Short answer: yes, I would do that.

Long answer
===========

There are people who would argue (I've heard mostly from BSD people)
that man pages should "DWIM", and always render a "-" as an ASCII 45
hyphen-minus regardless of context, and while we're at it, it should
stop having non-ASCII glyph mappings for `, ', ^, and ~ as well.  I
resist this, as it's contrary to troff's semantics for these characters
since the early 1970s.

My most recent contretemps with people about this can be found starting
here:
	https://lists.gnu.org/archive/html/groff/2020-10/msg00158.html

The former groff maintainer and lead developer, Werner Lemberg, agrees
with me on this point, but some people whose *roff horizons seem to
extend only as far as man pages are passionately opposed.

The issue was not resolved on the groff mailing list and may not ever
be; the instant discussion got derailed by several peoples' fascination
with the Sun Gallant Demi font.  :-/

I share all this because it is a contentious issue and I cannot pretend
to represent my view as a universal consensus.  It is, however, I think,
the opinion shared by people with a fair knowledge of *roff systems and
who perceive the man(7) macro language as an application of a
typesetting system and not an isolated domain-specific language for man
pages.

I got fatigued of the fight before I could share my findings about
historical Unix manuals going back to Version 2.  I get the feeling
people don't really care; they'll happily wield the club of historical
continuity when it works in their favor, and discard it as irrelevant
when it doesn't.  But I can't say _I've_ never been guilty of that
inconsistency...

> Some thoughts/questions:
> 
> * I believe that when rendering to a terminal, the use of "\-" is
> equivalent to just "-"; they both render as a real minus sign (ASCISS
> 055). Right?

It depends on the capabilities of the terminal, and specifically whether
it supports any hyphen, dash, or minus glyphs apart from ASCII 055.
None of ASCII or the ISO 8859 encodings did, and Windows-1252, which
does, is not a popular terminal encoding among Unix/Linux users.

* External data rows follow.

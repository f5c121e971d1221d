//! Geometric fidelity metrics
//!
//! Hausdorff distances between two variants of a mesh, measured in world
//! space against an R*-tree of the reference surface's triangles.
//!
//! The one-sided measure samples only the vertices of the target mesh.
//! Regions of the reference that no target vertex lies near are invisible to
//! it; decimation only removes detail, so that direction is the one that
//! matters for quality control.

use lowpoly_core::{Bounded, Error, Mesh, Point3d, Result, Vector3d};
use rand::rngs::StdRng;
use rand::seq::index;
use rand::SeedableRng;
use rstar::{PointDistance, RTree, RTreeObject, AABB};

// ============================================================
// Triangle primitive
// ============================================================

/// A reference triangle in world space.
#[derive(Debug, Clone, PartialEq)]
pub struct WorldTriangle {
    pub a: Point3d,
    pub b: Point3d,
    pub c: Point3d,
}

fn closest_on_segment(p: &Point3d, a: &Point3d, b: &Point3d) -> Point3d {
    let ab = b - a;
    let len2 = ab.norm_squared();
    if len2 == 0.0 {
        return *a;
    }
    let t = ((p - a).dot(&ab) / len2).clamp(0.0, 1.0);
    a + ab * t
}

impl WorldTriangle {
    pub fn new(a: Point3d, b: Point3d, c: Point3d) -> Self {
        Self { a, b, c }
    }

    fn is_degenerate(&self) -> bool {
        let ab = self.b - self.a;
        let ac = self.c - self.a;
        ab.cross(&ac).norm_squared() <= f64::EPSILON * ab.norm_squared() * ac.norm_squared()
    }

    /// Closest point on the triangle (Voronoi region walk).
    pub fn closest_point(&self, p: &Point3d) -> Point3d {
        let (a, b, c) = (&self.a, &self.b, &self.c);

        if self.is_degenerate() {
            return [
                closest_on_segment(p, a, b),
                closest_on_segment(p, b, c),
                closest_on_segment(p, c, a),
            ]
            .into_iter()
            .min_by(|x, y| (x - p).norm_squared().total_cmp(&(y - p).norm_squared()))
            .unwrap_or(*a);
        }

        let ab: Vector3d = b - a;
        let ac: Vector3d = c - a;

        let ap = p - a;
        let d1 = ab.dot(&ap);
        let d2 = ac.dot(&ap);
        if d1 <= 0.0 && d2 <= 0.0 {
            return *a;
        }

        let bp = p - b;
        let d3 = ab.dot(&bp);
        let d4 = ac.dot(&bp);
        if d3 >= 0.0 && d4 <= d3 {
            return *b;
        }

        let vc = d1 * d4 - d3 * d2;
        if vc <= 0.0 && d1 >= 0.0 && d3 <= 0.0 {
            return a + ab * (d1 / (d1 - d3));
        }

        let cp = p - c;
        let d5 = ab.dot(&cp);
        let d6 = ac.dot(&cp);
        if d6 >= 0.0 && d5 <= d6 {
            return *c;
        }

        let vb = d5 * d2 - d1 * d6;
        if vb <= 0.0 && d2 >= 0.0 && d6 <= 0.0 {
            return a + ac * (d2 / (d2 - d6));
        }

        let va = d3 * d6 - d5 * d4;
        if va <= 0.0 && (d4 - d3) >= 0.0 && (d5 - d6) >= 0.0 {
            let w = (d4 - d3) / ((d4 - d3) + (d5 - d6));
            return b + (c - b) * w;
        }

        let denom = 1.0 / (va + vb + vc);
        a + ab * (vb * denom) + ac * (vc * denom)
    }
}

impl RTreeObject for WorldTriangle {
    type Envelope = AABB<[f64; 3]>;

    fn envelope(&self) -> Self::Envelope {
        let min = self.a.inf(&self.b).inf(&self.c);
        let max = self.a.sup(&self.b).sup(&self.c);
        AABB::from_corners([min.x, min.y, min.z], [max.x, max.y, max.z])
    }
}

impl PointDistance for WorldTriangle {
    fn distance_2(&self, point: &[f64; 3]) -> f64 {
        let p = Point3d::new(point[0], point[1], point[2]);
        (self.closest_point(&p) - p).norm_squared()
    }
}

// ============================================================
// Surface index
// ============================================================

/// Spatial index over a reference surface, built once and queried for
/// every attempt of a decimation session.
pub struct SurfaceIndex {
    tree: RTree<WorldTriangle>,
}

impl SurfaceIndex {
    /// Index the world-space triangles of `reference`.
    pub fn build(reference: &Mesh) -> Self {
        let world = reference.world_vertices();
        let triangles: Vec<WorldTriangle> = reference
            .triangles()
            .into_iter()
            .map(|[a, b, c]| WorldTriangle::new(world[a], world[b], world[c]))
            .collect();

        Self {
            tree: RTree::bulk_load(triangles),
        }
    }

    pub fn triangle_count(&self) -> usize {
        self.tree.size()
    }

    /// Distance from `point` to the closest point of the indexed surface.
    pub fn distance_to(&self, point: &Point3d) -> Option<f64> {
        let query = [point.x, point.y, point.z];
        self.tree
            .nearest_neighbor(&query)
            .map(|tri| tri.distance_2(&query).sqrt())
    }

    fn max_distance<'a>(&self, points: impl IntoIterator<Item = &'a Point3d>) -> Result<f64> {
        let mut max = 0.0_f64;
        for p in points {
            let d = self.distance_to(p).ok_or_else(|| {
                Error::InvalidGeometry("reference surface has no triangles".to_string())
            })?;
            max = max.max(d);
        }
        Ok(max)
    }

    /// Maximum over `target`'s world-space vertices of the distance to this surface.
    ///
    /// An empty target is vacuously `0.0`.
    pub fn one_sided_hausdorff(&self, target: &Mesh) -> Result<f64> {
        if target.vertices.is_empty() {
            return Ok(0.0);
        }
        self.max_distance(target.world_vertices().iter())
    }
}

/// One-sided Hausdorff distance from `target`'s vertices to `reference`'s surface.
pub fn one_sided_hausdorff(target: &Mesh, reference: &Mesh) -> Result<f64> {
    if target.vertices.is_empty() {
        return Ok(0.0);
    }
    SurfaceIndex::build(reference).one_sided_hausdorff(target)
}

/// Symmetric Hausdorff distance: the larger of both one-sided distances.
pub fn bidirectional_hausdorff(a: &Mesh, b: &Mesh) -> Result<f64> {
    Ok(one_sided_hausdorff(a, b)?.max(one_sided_hausdorff(b, a)?))
}

/// World-space bounding-box diagonal of `mesh`.
pub fn bounding_box_diagonal(mesh: &Mesh) -> f64 {
    mesh.diagonal()
}

// ============================================================
// Sampled estimator
// ============================================================

/// Statistical bidirectional Hausdorff estimate from random vertex subsets.
///
/// Cheaper than the full scan on very dense meshes but carries no
/// guarantee: it can only under-estimate the true distance. It is meant for
/// cage-distance style estimates, never for the adaptive quality loop.
#[derive(Debug, Clone, Copy, PartialEq)]
pub struct SampledHausdorff {
    /// Vertices sampled from each mesh
    pub samples: usize,
    /// Fixed seed for reproducible estimates
    pub seed: Option<u64>,
}

impl Default for SampledHausdorff {
    fn default() -> Self {
        Self {
            samples: 5000,
            seed: None,
        }
    }
}

impl SampledHausdorff {
    pub fn new(samples: usize, seed: Option<u64>) -> Self {
        Self { samples, seed }
    }

    fn sample_direction(&self, rng: &mut StdRng, from: &Mesh, to: &Mesh) -> Result<f64> {
        if from.vertices.is_empty() {
            return Ok(0.0);
        }
        let world = from.world_vertices();
        let amount = self.samples.min(world.len());
        let picked = index::sample(rng, world.len(), amount);
        SurfaceIndex::build(to).max_distance(picked.iter().map(|i| &world[i]))
    }

    pub fn estimate(&self, a: &Mesh, b: &Mesh) -> Result<f64> {
        let mut rng = match self.seed {
            Some(seed) => StdRng::seed_from_u64(seed),
            None => StdRng::from_entropy(),
        };
        let ab = self.sample_direction(&mut rng, a, b)?;
        let ba = self.sample_direction(&mut rng, b, a)?;
        Ok(ab.max(ba))
    }
}

#[cfg(test)]
mod tests {
    use super::*;
    use approx::assert_abs_diff_eq;
    use lowpoly_core::{Point3f, Transform3D};

    fn unit_square(z: f32) -> Mesh {
        Mesh::from_triangles(
            vec![
                Point3f::new(0.0, 0.0, z),
                Point3f::new(1.0, 0.0, z),
                Point3f::new(1.0, 1.0, z),
                Point3f::new(0.0, 1.0, z),
            ],
            &[[0, 1, 2], [0, 2, 3]],
        )
    }

    fn curved_grid(size: usize) -> Mesh {
        let mut vertices = Vec::new();
        for y in 0..size {
            for x in 0..size {
                let fx = x as f32 / (size - 1) as f32 * std::f32::consts::PI;
                vertices.push(Point3f::new(x as f32, y as f32, fx.sin() * 3.0));
            }
        }
        let mut faces = Vec::new();
        for y in 0..(size - 1) {
            for x in 0..(size - 1) {
                let tl = y * size + x;
                faces.push([tl, tl + size, tl + 1]);
                faces.push([tl + 1, tl + size, tl + size + 1]);
            }
        }
        Mesh::from_triangles(vertices, &faces)
    }

    #[test]
    fn test_closest_point_regions() {
        let tri = WorldTriangle::new(
            Point3d::new(0.0, 0.0, 0.0),
            Point3d::new(1.0, 0.0, 0.0),
            Point3d::new(0.0, 1.0, 0.0),
        );
        // Face interior
        assert_abs_diff_eq!(tri.closest_point(&Point3d::new(0.25, 0.25, 2.0)), Point3d::new(0.25, 0.25, 0.0), epsilon = 1e-12);
        // Vertex regions
        assert_eq!(tri.closest_point(&Point3d::new(-1.0, -1.0, 0.0)), tri.a);
        assert_eq!(tri.closest_point(&Point3d::new(2.0, -0.5, 0.0)), tri.b);
        assert_eq!(tri.closest_point(&Point3d::new(-0.5, 2.0, 0.0)), tri.c);
        // Edge regions
        assert_abs_diff_eq!(tri.closest_point(&Point3d::new(0.5, -1.0, 0.0)), Point3d::new(0.5, 0.0, 0.0), epsilon = 1e-12);
        assert_abs_diff_eq!(tri.closest_point(&Point3d::new(1.0, 1.0, 0.0)), Point3d::new(0.5, 0.5, 0.0), epsilon = 1e-12);
    }

    #[test]
    fn test_degenerate_triangle() {
        let tri = WorldTriangle::new(
            Point3d::new(0.0, 0.0, 0.0),
            Point3d::new(1.0, 0.0, 0.0),
            Point3d::new(2.0, 0.0, 0.0),
        );
        let d = tri.distance_2(&[1.5, 1.0, 0.0]);
        assert_abs_diff_eq!(d, 1.0, epsilon = 1e-12);
    }

    #[test]
    fn test_self_distance_is_zero() {
        let mesh = curved_grid(15);
        assert_eq!(one_sided_hausdorff(&mesh, &mesh).unwrap(), 0.0);
        assert_eq!(bidirectional_hausdorff(&mesh, &mesh).unwrap(), 0.0);
    }

    #[test]
    fn test_offset_plane_distance() {
        let reference = unit_square(0.0);
        let target = unit_square(0.25);
        assert_abs_diff_eq!(one_sided_hausdorff(&target, &reference).unwrap(), 0.25, epsilon = 1e-6);
    }

    #[test]
    fn test_empty_target_is_zero() {
        let reference = unit_square(0.0);
        assert_eq!(one_sided_hausdorff(&Mesh::new(), &reference).unwrap(), 0.0);
    }

    #[test]
    fn test_empty_reference_is_error() {
        let target = unit_square(0.0);
        assert!(matches!(
            one_sided_hausdorff(&target, &Mesh::new()),
            Err(Error::InvalidGeometry(_))
        ));
    }

    #[test]
    fn test_one_sided_is_asymmetric() {
        // A small square sits on the big one: every small vertex touches the
        // big surface, but the big corners are far from the small one.
        let big = unit_square(0.0);
        let small = Mesh::from_triangles(
            vec![
                Point3f::new(0.0, 0.0, 0.0),
                Point3f::new(0.5, 0.0, 0.0),
                Point3f::new(0.5, 0.5, 0.0),
                Point3f::new(0.0, 0.5, 0.0),
            ],
            &[[0, 1, 2], [0, 2, 3]],
        );

        assert_eq!(one_sided_hausdorff(&small, &big).unwrap(), 0.0);
        let reverse = one_sided_hausdorff(&big, &small).unwrap();
        assert_abs_diff_eq!(reverse, (0.5_f64 * 0.5 * 2.0).sqrt(), epsilon = 1e-6);
        assert_abs_diff_eq!(bidirectional_hausdorff(&small, &big).unwrap(), reverse);
    }

    #[test]
    fn test_world_space_transforms_are_applied() {
        let reference = unit_square(0.0);
        let target = unit_square(0.0)
            .with_transform(Transform3D::translation(lowpoly_core::Vector3d::new(0.0, 0.0, 2.0)));
        assert_abs_diff_eq!(one_sided_hausdorff(&target, &reference).unwrap(), 2.0, epsilon = 1e-9);
    }

    #[test]
    fn test_index_matches_free_function() {
        let reference = curved_grid(12);
        let target = curved_grid(6);
        let index = SurfaceIndex::build(&reference);
        assert_eq!(index.triangle_count(), reference.face_count());
        assert_eq!(
            index.one_sided_hausdorff(&target).unwrap(),
            one_sided_hausdorff(&target, &reference).unwrap()
        );
    }

    #[test]
    fn test_sampled_estimate_bounded_by_full_scan() {
        let a = curved_grid(10);
        let b = unit_square(0.0);
        let full = bidirectional_hausdorff(&a, &b).unwrap();
        let sampled = SampledHausdorff::new(20, Some(7)).estimate(&a, &b).unwrap();
        assert!(sampled <= full + 1e-9);

        // Sampling every vertex recovers the full scan
        let exhaustive = SampledHausdorff::new(usize::MAX, Some(7)).estimate(&a, &b).unwrap();
        assert_abs_diff_eq!(exhaustive, full, epsilon = 1e-12);
    }

    #[test]
    fn test_bounding_box_diagonal() {
        let mesh = unit_square(0.0);
        assert_abs_diff_eq!(bounding_box_diagonal(&mesh), 2.0_f64.sqrt(), epsilon = 1e-12);
    }
}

But Unicode also does, and Unicode _is_ popular.  If you write a "raw"
roff document and render it to a UTF-8 terminal, you will be able to see
a difference.

Example:

$ printf "UTF-8 \\-1\n" | groff -Tutf8 | cat -s

Back when people started using UTF-8 terminals, confusion of - and \- in
man pages was even more rampant than it is today, and groff added
directives to the man(7) implementation[1] to deliberately degrade
glyphs to ASCII.

.\" For UTF-8, map some characters conservatively for the sake
.\" of easy cut and paste.
.
.if '\*[.T]'utf8' \{\
.  rchar \- - ' `
.
.  char \- \N'45'
.  char  - \N'45'
.  char  ' \N'39'
.  char  ` \N'96'
.\}

It was intended as a stopgap measure, but thanks to development on groff
slowing down and its maintainer retiring from the role, it's remained
the case for about a decade, and some people now regard the stopgap as
an eternal truth that must be preserved, lest all writers of
documentation defect to Markdown or something.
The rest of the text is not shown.